Task prompt -> Filter the entries below, keeping only lines with the word "verbosity".

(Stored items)
┌──

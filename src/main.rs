use clap::Parser;
use tracing::level_filters::LevelFilter;
use tracing_subscriber::filter::filter_fn;
use tracing_subscriber::fmt::format::FmtSpan;
use tracing_subscriber::layer::SubscriberExt;
use tracing_subscriber::util::SubscriberInitExt;
use tracing_subscriber::{fmt, Layer};

use subpagelist::cli::output;
use subpagelist::cli::{execute_command, Cli};

fn main() {
    let cli = Cli::parse();

    setup_logging(cli.debug);

    if let Err(e) = execute_command(&cli) {
        output::error(&e);
        std::process::exit(e.exit_code());
    }
}

fn setup_logging(verbosity: u8) {
    let filter = match verbosity {
        0 => LevelFilter::WARN,
        1 => LevelFilter::INFO,
        2 => LevelFilter::DEBUG,
        3 => LevelFilter::TRACE,
        _ => {
            eprintln!("Don't be crazy, max is -d -d -d");
            LevelFilter::TRACE
        }
    };

    // Create a noisy module filter
    let noisy_modules = ["config::"];
    let module_filter = filter_fn(move |metadata| {
        !noisy_modules
            .iter()
            .any(|name| metadata.target().starts_with(name))
    });

    // Create a subscriber with formatted output directed to stderr
    let fmt_layer = fmt::layer()
        .with_writer(std::io::stderr)
        .with_target(true)
        .with_thread_names(false)
        .with_span_events(FmtSpan::CLOSE);

    let filtered_layer = fmt_layer.with_filter(filter).with_filter(module_filter);

    tracing_subscriber::registry().with(filtered_layer).init();

    match filter {
        LevelFilter::INFO => tracing::info!("Debug mode: info"),
        LevelFilter::DEBUG => tracing::debug!("Debug mode: debug"),
        LevelFilter::TRACE => tracing::debug!("Debug mode: trace"),
        _ => {}
    }
}

#[cfg(test)]
mod tests {
    use super::*;
    use subpagelist::util::testing;

    // https://docs.rs/clap/latest/clap/_derive/_tutorial/index.html#testing
    #[test]
    fn verify_cli() {
        use clap::CommandFactory;
        testing::init_test_setup();
        Cli::command().debug_assert();
    }
}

└──

Solution ->
fn setup_logging(verbosity: u8) {
    let filter = match verbosity {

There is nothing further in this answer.